Exhibit C comprises the report of H. J. Gallagher in charge of the Batangas station. This station has had marked success growing corn, sorghum, teosinte, velvet beans, giant beggar weeds, peanuts, and most forage and garden crops.

[p. 433]


A test was made at this station of cassava (Manihat utilissima), which was discussed in the last annual report. The roots of this plant make excellent starch and are the sole source of the tapioca of commerce. The yield at Batangas on a small plot indicated 14 tons per acre. This is probably higher than could be expected on a larger area. Ten tons per acre would be a safer estimate. The samples we have had analyzed generally show about 28 per cent of starch, which means that a starch factory may be expected to recover 24 or 25 per cent of the weight of the roots in starch or tapioca. Considering the high price of starch and tapioca in the Philippine markets, this should be an inviting field for investment. One gentleman in Mindanao is now planting it on a large scale and is negotiating for starch-making machinery.

Mr. Gallagher has recently been caring for the little coffee plantation of the bureau at Lipa. I visited this place lately. The young trees are loaded with fruit, and while they are suffering to a certain extent from fungus disease, they are much more nearly free from it than other trees not so well worked and cared for. It is yet a question as to whether the once prosperous coffee business of Batangas can be built up again. The effort should not be abandoned until more of the varieties found to be resistant to disease in other countries shall have been tried...

[The rest of this section has been skipped.]

[p. 436]

corn growing.

Corn in the islands is generally allowed to get too hard to suit Americans for roasting ears. It is half parched and partly burned over coals of fire, and is eaten from the cob.

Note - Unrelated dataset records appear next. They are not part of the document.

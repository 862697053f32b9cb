//! Image API module

mod handler;

use axum::{
    Router,
    routing::{delete, get, post, put},
};

use crate::core::ServerState;

pub fn router() -> Router<ServerState> {
    Router::new()
        .nest("/images", image_routes())
        // Serving path matches the URL stored on products
        .route("/api/image/{file_name}", get(handler::serve))
}

fn image_routes() -> Router<ServerState> {
    Router::new()
        .route("/upload", post(handler::upload))
        .route("/update", put(handler::update))
        .route("/delete/{file_name}", delete(handler::remove))
}
//! Product API handlers

use axum::Json;
use axum::extract::{Path, Query, State};
use chrono::Local;
use serde::Deserialize;

use shared::error::{AppError, AppResult, ErrorCode};

use crate::api::AppJson;
use crate::core::ServerState;
use crate::db::models::{Product, ProductCreate};
use crate::db::repository::ProductRepository;
use crate::services::{ConsumeOutcome, ProductRef, VerifyOutcome};

/// Query for `GET /productos/verificar`: exactly one of the two
/// parameters identifies the product
#[derive(Debug, Deserialize)]
pub struct VerifyQuery {
    pub uuid: Option<String>,
    pub url: Option<String>,
}

/// POST /productos/insertar
pub async fn insert(
    State(state): State<ServerState>,
    AppJson(payload): AppJson<ProductCreate>,
) -> AppResult<Json<Product>> {
    let repo = ProductRepository::new(state.get_db(), state.ids.clone());
    let product = repo.create(payload).await?;

    tracing::info!(
        product = %product.key(),
        lot = %product.lot_name,
        "Product inserted"
    );

    Ok(Json(product))
}

/// GET /productos/{uuid}
pub async fn get_by_id(
    State(state): State<ServerState>,
    Path(uuid): Path<String>,
) -> AppResult<Json<Product>> {
    let repo = ProductRepository::new(state.get_db(), state.ids.clone());
    let product = repo
        .find_by_id(&uuid)
        .await?
        .ok_or_else(|| AppError::new(ErrorCode::ProductNotFound).with_detail("uuid", uuid))?;

    Ok(Json(product))
}

/// GET /productos/verificar?uuid=... | ?url=...
///
/// When both parameters are present the uuid wins.
pub async fn verify(
    State(state): State<ServerState>,
    Query(query): Query<VerifyQuery>,
) -> AppResult<Json<VerifyOutcome>> {
    let reference = match (query.uuid, query.url) {
        (Some(uuid), _) => ProductRef::Uuid(uuid),
        (None, Some(url)) => ProductRef::ImageUrl(url),
        (None, None) => {
            return Err(AppError::invalid_request(
                "Either 'uuid' or 'url' query parameter is required",
            ));
        }
    };

    let today = Local::now().date_naive();
    let outcome = state.expiry.verify(reference, today).await?;
    Ok(Json(outcome))
}

/// POST /productos/salida/{uuid}
pub async fn consume(
    State(state): State<ServerState>,
    Path(uuid): Path<String>,
) -> AppResult<Json<ConsumeOutcome>> {
    let today = Local::now().date_naive();
    let outcome = state.expiry.check_and_consume(&uuid, today).await?;
    Ok(Json(outcome))
}
//! Database models

pub mod expired;
pub mod product;
pub mod sale;
pub mod serde_helpers;

pub use expired::ExpiredRecord;
pub use product::{Product, ProductCreate, ProductStatus};
pub use sale::{SaleRecord, Segment};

I found one mill in Batangas grinding corn into a coarse grit and mixing it with rice. Two small corn mills have been received by the bureau for making corn meal. These will he loaned to the bureau of education to be operated in certain corn-growing districts in connection with industrial school work.

[p. 437]

The sorghums and teosinte as forage crops have continued to make large yields, but the sorghums are decidedly superior under most conditions. The kaffir corn makes a grain approaching rice in composition. It is, we understand, used as the principal food of millions of people. We find a large and inferior sorghum growing everywhere in Batangas and its seed used as human food. The kaffir corn which we have introduced is greatly superior to that and is evidently a larger yield. It will be distributed over Batangas particularly, to take the place of the plant of this kind in there and known as “Catad.”

[The section below is part of Exhibit B of the Bureau of Agriculture’s report and a sub-section of this same report entitled “New Introductions.”]

[p. 448]

Liberian coffee is offered as one of the varieties which experience has proved to be immune from the attacks of the destructive leaf spot disease. Standing testimony of this is to be seen in the thrifty Genato plantation of Liberian trees near San Jose, Batangas, which is untouched by disease in a center of the worst contamination found in the Philippine Islands.

[Also included in this document was the report of Hugh J. Gallagher on the Batangas Experiment station. The full contents of his report are to be found in the link provided below.]

Notes and references:
1 “Report of the Chief of the Bureau of Agriculture for the Year Ended August 31, 1905,” by W.C. Welborn, part of the “Sixth Annual Report of the Philippine Commission 1905, Part 2,” published 1906 by the Bureau of Insular Affairs, War Department, in Washington D.C. by the Government Printing Office.